### [Exercise aim]
Wherever the word "aggregate" appears in a line of the data, that line should be copied.
*** Records to use ***
//! Aggregation and reporting for genbench
//!
//! Everything in this crate is derived from run records already on disk and
//! can be regenerated at any time:
//!
//! - [`aggregate`] folds one endpoint's records into `run-averages.json`,
//! - [`analyze_endpoint`] merges its generated test suites into `test-analysis.json`,
//! - [`ResultsCollector`] reads a results tree through a run repository,
//! - [`ReportGenerator`] writes the benchmark-level CSV, JSON and markdown
//!   outputs and merges manual evaluation checklists.

pub mod aggregate;
pub mod collector;
pub mod dataset;
pub mod error;
pub mod generator;
pub mod manual;
pub mod stats;
pub mod suite;
pub mod summary;

pub use aggregate::{aggregate, EndpointAggregate, ErrorSummary, ExitCodeSummary, RunSummary};
pub use collector::{CollectedResults, EndpointResults, ResultsCollector};
pub use dataset::{detailed_csv, result_row, results_csv, QUALITATIVE_COLUMNS, RESULT_COLUMNS};
pub use error::{ReportError, ReportResult};
pub use generator::{ReportGenerator, ReportOutputs};
pub use manual::{merge_manual_evaluations, ManualEvaluation};
pub use stats::Stats;
pub use suite::{analyze_endpoint, EndpointTestAnalysis};
pub use summary::{render_markdown, BenchmarkSummary};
*** End of Records to use ***
### [Answer to the problem]
//! - [`aggregate`] folds one endpoint's records into `run-averages.json`,
pub mod aggregate;
pub use aggregate::{aggregate, EndpointAggregate, ErrorSummary, ExitCodeSummary, RunSummary};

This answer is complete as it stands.